The initiatives are based around five pillars:
- Defending Critical Infrastructure: This includes the Cybersecurity and Infrastructure Security Agency (CISA) leading a process to update the National Cyber Incident Response Plan to ensure the government acts in a coordinated manner during a cyber incident.
- Disrupting and Dismantling Threat Actors: Among the initiatives in this pillar, the FBI is expected to strengthen the capacity of the National Cyber Investigative Joint Task Force (NCIJTF) to coordinate takedown and disruption campaigns with greater speed, scale and frequency.
- Shaping Market Forces to Drive Security and Resilience: A key element here is CISA working with stakeholders to advance software bill of materials (SBOM), reducing gaps in scale and implementation.
- Investing in a Resilient Future: This includes the National Institute of Standards and Technology (NIST) completing standardization of one or more quantum-resistant public key cryptographic algorithms.
- Forging International Partnerships to Pursue Shared Goals: One of the initiatives in this pillar is for the Department of State to publish an International Cyberspace and Digital Policy Strategy that incorporates bilateral and multilateral activities.
The Biden-Harris Administration added that this is the first iteration of the implementation plan, “which is a living document that will be updated annually.”

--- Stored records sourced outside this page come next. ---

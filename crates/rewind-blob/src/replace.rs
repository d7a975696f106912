//! Whole-file replacement with crash recovery.
//!
//! Compaction writes a complete new store next to the original and swaps it
//! in with two renames:
//!
//! ```text
//! original     -> original.old
//! original.new -> original
//! remove original.old
//! ```
//!
//! A crash between the renames leaves `original.old` behind with no
//! `original`, which [`recover`] undoes on the next open.

use std::fs::{self, File};
use std::io::Read;
use std::path::{Path, PathBuf};

use crate::BlobResult;
use crate::record::HEADER;

/// What [`recover`] found next to a store file.
#[derive(Debug, Clone, Copy, PartialEq, Eq)]
pub enum Recovery {
    /// No leftovers from an interrupted replace.
    Clean,
    /// The replace had finished; only the backup was left to delete.
    RemovedStaleBackup,
    /// The replace was interrupted before the new file was in place; the
    /// backup was moved back.
    RestoredBackup,
}

fn with_suffix(path: &Path, suffix: &str) -> PathBuf {
    let mut name = path.as_os_str().to_owned();
    name.push(suffix);
    PathBuf::from(name)
}

/// Where the original is kept while a replace is in progress.
#[must_use]
pub fn backup_path(path: &Path) -> PathBuf {
    with_suffix(path, ".old")
}

/// Where a replacement is built before being swapped in.
#[must_use]
pub fn scratch_path(path: &Path) -> PathBuf {
    with_suffix(path, ".new")
}

/// Whether `path` exists and starts with the store header.
fn is_store(path: &Path) -> bool {
    let Ok(mut file) = File::open(path) else {
        return false;
    };
    let mut header = [0u8; HEADER.len()];
    file.read_exact(&mut header).is_ok() && &header == HEADER
}

/// Swap `replacement` in for `original`.
///
/// `replacement` must already be complete and synced.
pub fn atomic_replace(original: &Path, replacement: &Path) -> BlobResult<()> {
    let backup = backup_path(original);
    if original.exists() {
        fs::rename(original, &backup)?;
    }
    fs::rename(replacement, original)?;
    if backup.exists() {
        fs::remove_file(&backup)?;
    }
    tracing::debug!(
        "Replaced {} with {}",
        original.display(),
        replacement.display()
    );
    Ok(())
}

/// Clean up after an interrupted [`atomic_replace`] of `path`.
///
/// A leftover scratch file is always discarded: it was either never swapped
/// in or is about to be superseded by the restored backup.
pub fn recover(path: &Path) -> BlobResult<Recovery> {
    let backup = backup_path(path);
    let scratch = scratch_path(path);

    if scratch.exists() {
        tracing::debug!("Discarding abandoned {}", scratch.display());
        fs::remove_file(&scratch)?;
    }

    if !backup.exists() {
        return Ok(Recovery::Clean);
    }

    if is_store(path) {
        fs::remove_file(&backup)?;
        Ok(Recovery::RemovedStaleBackup)
    } else {
        fs::rename(&backup, path)?;
        Ok(Recovery::RestoredBackup)
    }
}

#[cfg(test)]
mod tests {
    use std::fs;

    use super::*;
    use crate::{BlobStore, StoreConfig};

    fn store_with(path: &Path, payload: &[u8]) -> crate::Blob {
        let store = BlobStore::create(path, StoreConfig::default()).unwrap();
        let blob = store.write_compressed(payload).unwrap();
        store.sync().unwrap();
        blob
    }

    #[test]
    fn test_replace_swaps_files() {
        let dir = tempfile::tempdir().unwrap();
        let path = dir.path().join("timeline.rwd");
        store_with(&path, b"before");
        let blob = store_with(&scratch_path(&path), b"after");

        atomic_replace(&path, &scratch_path(&path)).unwrap();

        assert!(!backup_path(&path).exists());
        assert!(!scratch_path(&path).exists());
        let store = BlobStore::open(&path, StoreConfig::default()).unwrap();
        assert_eq!(store.read(blob).unwrap(), b"after");
    }

    #[test]
    fn test_interrupted_between_renames_restores_backup() {
        let dir = tempfile::tempdir().unwrap();
        let path = dir.path().join("timeline.rwd");
        let blob = store_with(&path, b"before");
        store_with(&scratch_path(&path), b"after");

        // First rename done, second never happened.
        fs::rename(&path, backup_path(&path)).unwrap();

        assert_eq!(recover(&path).unwrap(), Recovery::RestoredBackup);
        assert!(!scratch_path(&path).exists());
        let store = BlobStore::open(&path, StoreConfig::default()).unwrap();
        assert_eq!(store.read(blob).unwrap(), b"before");
    }

    #[test]
    fn test_interrupted_before_delete_keeps_new_file() {
        let dir = tempfile::tempdir().unwrap();
        let path = dir.path().join("timeline.rwd");
        store_with(&path, b"before");
        let blob = store_with(&scratch_path(&path), b"after");

        fs::rename(&path, backup_path(&path)).unwrap();
        fs::rename(scratch_path(&path), &path).unwrap();

        // Opening the store runs recovery.
        let store = BlobStore::open(&path, StoreConfig::default()).unwrap();
        assert!(!backup_path(&path).exists());
        assert_eq!(store.read(blob).unwrap(), b"after");
    }

    #[test]
    fn test_clean_directory() {
        let dir = tempfile::tempdir().unwrap();
        let path = dir.path().join("timeline.rwd");
        store_with(&path, b"only");
        assert_eq!(recover(&path).unwrap(), Recovery::Clean);
    }
}
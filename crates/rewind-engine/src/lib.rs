//! Execution engine: one worker thread, one device, a strictly ordered
//! event stream.
//!
//! ```text
//!  producers ──enqueue──► CommandQueue ──► Worker ──lock──► Device::apply
//!                             ▲              │
//!               IdleSupplier ─┘ (when empty) ├──► Completion::complete
//!                                            └──► Auditor::audit (in order)
//! ```
//!
//! The worker holds the device guard only while applying a single command.
//! Auditors run afterwards, on the worker thread, so they may take the
//! guard themselves (e.g. to export a bookmark) but must never wait on a
//! [`Completion`](rewind_core::Completion) of the same engine.
//!
//! Engine-level commands (pause, resume, reverse, lock, snapshots) are
//! handled here and never reach the device.

#![allow(clippy::redundant_pub_crate)]

mod config;
mod engine;
mod error;
mod mirror;
mod queue;
mod snapshot;
mod status;
mod worker;

pub use config::EngineConfig;
pub use engine::{Engine, SubscriptionId};
pub use error::{EngineError, EngineResult};
pub use mirror::EventMirror;
pub use queue::{CommandQueue, QueuedCommand};
pub use snapshot::{AUTO_SNAPSHOT_BASE, ReverseHistory};
pub use status::{EngineState, EngineStatus, RunMode};
//! One-shot completion signal attached to every enqueued command.

use std::fmt;
use std::sync::Arc;
use std::time::Duration;

use parking_lot::{Condvar, Mutex};

/// Why the engine refused to apply a command.
#[derive(Debug, Clone, PartialEq, Eq)]
pub enum Rejection {
    /// Unknown command or a command the device does not implement.
    Unsupported,
    /// The device failed while applying the command.
    DeviceFault(String),
    /// A snapshot command named an id the engine does not hold.
    UnknownSnapshot(u64),
}

impl fmt::Display for Rejection {
    fn fmt(&self, f: &mut fmt::Formatter<'_>) -> fmt::Result {
        match self {
            Self::Unsupported => write!(f, "unsupported command"),
            Self::DeviceFault(reason) => write!(f, "device fault: {reason}"),
            Self::UnknownSnapshot(id) => write!(f, "unknown snapshot {id}"),
        }
    }
}

/// Final result of a command, delivered through its [`Completion`].
#[derive(Debug, Clone, PartialEq, Eq)]
pub enum Outcome {
    Applied,
    Rejected(Rejection),
}

impl Outcome {
    #[must_use]
    pub const fn is_applied(&self) -> bool {
        matches!(self, Self::Applied)
    }
}

#[derive(Default)]
struct Slot {
    outcome: Mutex<Option<Outcome>>,
    signal: Condvar,
}

/// A one-shot signal set by the engine once a command is applied or
/// rejected.
///
/// Clones share the same slot: the engine keeps one, the caller keeps
/// another. The first [`complete`](Self::complete) wins; later calls are
/// ignored.
#[derive(Clone, Default)]
pub struct Completion {
    slot: Arc<Slot>,
}

impl Completion {
    #[must_use]
    pub fn new() -> Self {
        Self::default()
    }

    /// Set the outcome and wake every waiter.
    ///
    /// Returns `false` if the signal had already been set.
    pub fn complete(&self, outcome: Outcome) -> bool {
        let mut slot = self.slot.outcome.lock();
        if slot.is_some() {
            return false;
        }
        *slot = Some(outcome);
        self.slot.signal.notify_all();
        true
    }

    /// The outcome, if the signal has been set.
    #[must_use]
    pub fn outcome(&self) -> Option<Outcome> {
        self.slot.outcome.lock().clone()
    }

    #[must_use]
    pub fn is_complete(&self) -> bool {
        self.slot.outcome.lock().is_some()
    }

    /// Block until the signal is set.
    ///
    /// Commands queued behind a `Quit` are never signaled; prefer
    /// [`wait_timeout`](Self::wait_timeout) unless the engine is known to be
    /// running.
    pub fn wait(&self) -> Outcome {
        let mut slot = self.slot.outcome.lock();
        loop {
            if let Some(outcome) = slot.as_ref() {
                return outcome.clone();
            }
            self.slot.signal.wait(&mut slot);
        }
    }

    /// Block until the signal is set or `timeout` elapses.
    pub fn wait_timeout(&self, timeout: Duration) -> Option<Outcome> {
        let mut slot = self.slot.outcome.lock();
        if slot.is_none() {
            self.slot
                .signal
                .wait_while_for(&mut slot, |outcome| outcome.is_none(), timeout);
        }
        slot.clone()
    }
}

impl fmt::Debug for Completion {
    fn fmt(&self, f: &mut fmt::Formatter<'_>) -> fmt::Result {
        f.debug_struct("Completion")
            .field("outcome", &*self.slot.outcome.lock())
            .finish()
    }
}
//! Timeline nodes.

use std::fmt;

use rewind_blob::Blob;
use rewind_core::Event;

/// Stable identifier of a timeline node.
///
/// Ids are allocated monotonically. A stale id simply stops resolving once
/// its node is deleted.
#[derive(Debug, Clone, Copy, PartialEq, Eq, Hash, PartialOrd, Ord)]
pub struct NodeId(pub(crate) u64);

impl NodeId {
    /// The root is always node 0.
    pub const ROOT: Self = Self(0);

    #[must_use]
    pub const fn from_raw(id: u64) -> Self {
        Self(id)
    }

    #[must_use]
    pub const fn raw(self) -> u64 {
        self.0
    }
}

impl fmt::Display for NodeId {
    fn fmt(&self, f: &mut fmt::Formatter<'_>) -> fmt::Result {
        write!(f, "#{}", self.0)
    }
}

/// Blob handles of a bookmark's machine state and screen thumbnail.
#[derive(Debug, Clone, Copy, PartialEq, Eq)]
pub struct Snapshot {
    pub state: Blob,
    pub screen: Blob,
}

#[derive(Debug, Clone, PartialEq, Eq)]
pub enum Payload {
    /// Synthetic start of history, at tick 0.
    Root,
    Action(Event),
    /// A node carrying a full machine snapshot.
    ///
    /// `event` is `None` for a bookmark inserted as a child rather than
    /// converted from an action. `system` marks bookmarks created
    /// automatically rather than by the user.
    Bookmark {
        event: Option<Event>,
        snapshot: Snapshot,
        system: bool,
    },
}

/// One point of the branching history.
#[derive(Debug, Clone, PartialEq, Eq)]
pub struct Node {
    pub(crate) id: NodeId,
    pub(crate) parent: Option<NodeId>,
    pub(crate) children: Vec<NodeId>,
    pub(crate) tick: u64,
    pub(crate) payload: Payload,
    /// Events between the parent and this node's own event, left behind by
    /// deleting a bookmark that used to sit in between.
    pub(crate) prelude: Vec<Event>,
}

impl Node {
    #[must_use]
    pub const fn id(&self) -> NodeId {
        self.id
    }

    /// `None` only for the root.
    #[must_use]
    pub const fn parent(&self) -> Option<NodeId> {
        self.parent
    }

    /// Children in creation order.
    #[must_use]
    pub fn children(&self) -> &[NodeId] {
        &self.children
    }

    #[must_use]
    pub const fn tick(&self) -> u64 {
        self.tick
    }

    #[must_use]
    pub const fn payload(&self) -> &Payload {
        &self.payload
    }

    #[must_use]
    pub const fn is_root(&self) -> bool {
        matches!(self.payload, Payload::Root)
    }

    #[must_use]
    pub const fn is_bookmark(&self) -> bool {
        matches!(self.payload, Payload::Bookmark { .. })
    }

    /// Events replayed before this node's own event when travelling down
    /// from its parent. Only non-empty for nodes moved up by
    /// [`Timeline::delete_bookmark`](crate::Timeline::delete_bookmark).
    #[must_use]
    pub fn prelude(&self) -> &[Event] {
        &self.prelude
    }

    /// The event recorded at this node, if any.
    #[must_use]
    pub const fn event(&self) -> Option<&Event> {
        match &self.payload {
            Payload::Action(event)
            | Payload::Bookmark {
                event: Some(event), ..
            } => Some(event),
            _ => None,
        }
    }

    #[must_use]
    pub const fn snapshot(&self) -> Option<Snapshot> {
        match self.payload {
            Payload::Bookmark { snapshot, .. } => Some(snapshot),
            _ => None,
        }
    }

    /// Root, bookmark, or a branch point (any child count other than one).
    ///
    /// Always derived from the current shape; never stored.
    #[must_use]
    pub fn is_interesting(&self) -> bool {
        self.is_root() || self.is_bookmark() || self.children.len() != 1
    }
}
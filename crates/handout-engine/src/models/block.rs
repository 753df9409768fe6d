/// A figure referenced by an atomic block.
///
/// `width` is a fraction of the rendered page width; `1.0` means full width.
#[derive(Debug, Clone, PartialEq)]
pub struct Figure {
    pub filename: String,
    pub width: f64,
}

impl Figure {
    /// Create a full-width figure.
    pub fn new(filename: impl Into<String>) -> Self {
        Figure {
            filename: filename.into(),
            width: 1.0,
        }
    }

    pub fn with_width(filename: impl Into<String>, width: f64) -> Self {
        Figure {
            filename: filename.into(),
            width,
        }
    }
}

/// A single node of the final report.
///
/// `Code`, `Text`, `Html` and `Message` are text-bearing: they carry an
/// ordered list of lines and adjacent blocks of the same kind can be
/// collapsed into one. `Image` and `Video` are atomic: each stays a
/// singleton in the output, even next to another block of the same kind.
#[derive(Debug, Clone, PartialEq)]
pub enum Block {
    /// Verbatim source code lines.
    Code(Vec<String>),
    /// Prose lines, either fenced prose from the script or recorded text.
    Text(Vec<String>),
    /// Raw markup lines emitted into the report without escaping.
    Html(Vec<String>),
    /// An inline message recorded during the run.
    Message(Vec<String>),
    Image(Figure),
    Video(Figure),
}

/// Discriminant of a [`Block`], used for same-kind comparisons.
#[derive(Debug, Clone, Copy, PartialEq, Eq)]
pub enum BlockKind {
    Code,
    Text,
    Html,
    Message,
    Image,
    Video,
}

impl BlockKind {
    /// Whether blocks of this kind carry lines and participate in collapsing.
    pub fn is_text_bearing(self) -> bool {
        matches!(
            self,
            BlockKind::Code | BlockKind::Text | BlockKind::Html | BlockKind::Message
        )
    }
}

impl Block {
    /// Single-line constructor for recorded code.
    pub fn code(line: impl Into<String>) -> Self {
        Block::Code(vec![line.into()])
    }

    /// Single-line constructor for recorded prose.
    pub fn text(line: impl Into<String>) -> Self {
        Block::Text(vec![line.into()])
    }

    /// Single-line constructor for raw markup.
    pub fn html(line: impl Into<String>) -> Self {
        Block::Html(vec![line.into()])
    }

    /// Single-line constructor for a message.
    pub fn message(line: impl Into<String>) -> Self {
        Block::Message(vec![line.into()])
    }

    pub fn kind(&self) -> BlockKind {
        match self {
            Block::Code(_) => BlockKind::Code,
            Block::Text(_) => BlockKind::Text,
            Block::Html(_) => BlockKind::Html,
            Block::Message(_) => BlockKind::Message,
            Block::Image(_) => BlockKind::Image,
            Block::Video(_) => BlockKind::Video,
        }
    }

    /// The lines of a text-bearing block, `None` for atomic blocks.
    pub fn lines(&self) -> Option<&[String]> {
        match self {
            Block::Code(lines)
            | Block::Text(lines)
            | Block::Html(lines)
            | Block::Message(lines) => Some(lines),
            Block::Image(_) | Block::Video(_) => None,
        }
    }

    fn lines_mut(&mut self) -> Option<&mut Vec<String>> {
        match self {
            Block::Code(lines)
            | Block::Text(lines)
            | Block::Html(lines)
            | Block::Message(lines) => Some(lines),
            Block::Image(_) | Block::Video(_) => None,
        }
    }

    /// Whether a text-bearing block has no visible content (no lines, or
    /// every line empty). Atomic blocks are never empty.
    pub fn is_empty(&self) -> bool {
        match self.lines() {
            Some(lines) => lines.iter().all(|line| line.is_empty()),
            None => false,
        }
    }

    /// Append `other`'s lines onto this block, in order.
    ///
    /// Only valid between two text-bearing blocks of the exact same kind;
    /// otherwise `other` is handed back unchanged.
    pub fn merge_append(&mut self, other: Block) -> Result<(), Block> {
        if self.kind() != other.kind() || !self.kind().is_text_bearing() {
            return Err(other);
        }
        match (self.lines_mut(), other) {
            (
                Some(lines),
                Block::Code(tail) | Block::Text(tail) | Block::Html(tail) | Block::Message(tail),
            ) => {
                lines.extend(tail);
                Ok(())
            }
            // Unreachable after the kind check, but keeps the match total.
            (_, other) => Err(other),
        }
    }
}
use handout_engine::Handout;

/// Builds a handout whose creation site is this file.
pub fn make_handout() -> Handout {
    Handout::with_source("Contract", "first()\nsecond()")
}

The Office of the National Cyber Director (ONCD) is responsible for coordinating the activities under the plan and will provide an annual report to the President and Congress on the status of implementation.
The White House commented: “The Administration looks forward to implementing this plan in continued collaboration with the private sector, civil society, international partners, Congress, and state, local, Tribal and territorial governments.”
Earlier this week, Microsoft revealed it had discovered a Chinese cyber-espionage campaign that compromised at least 25 organizations including the US government.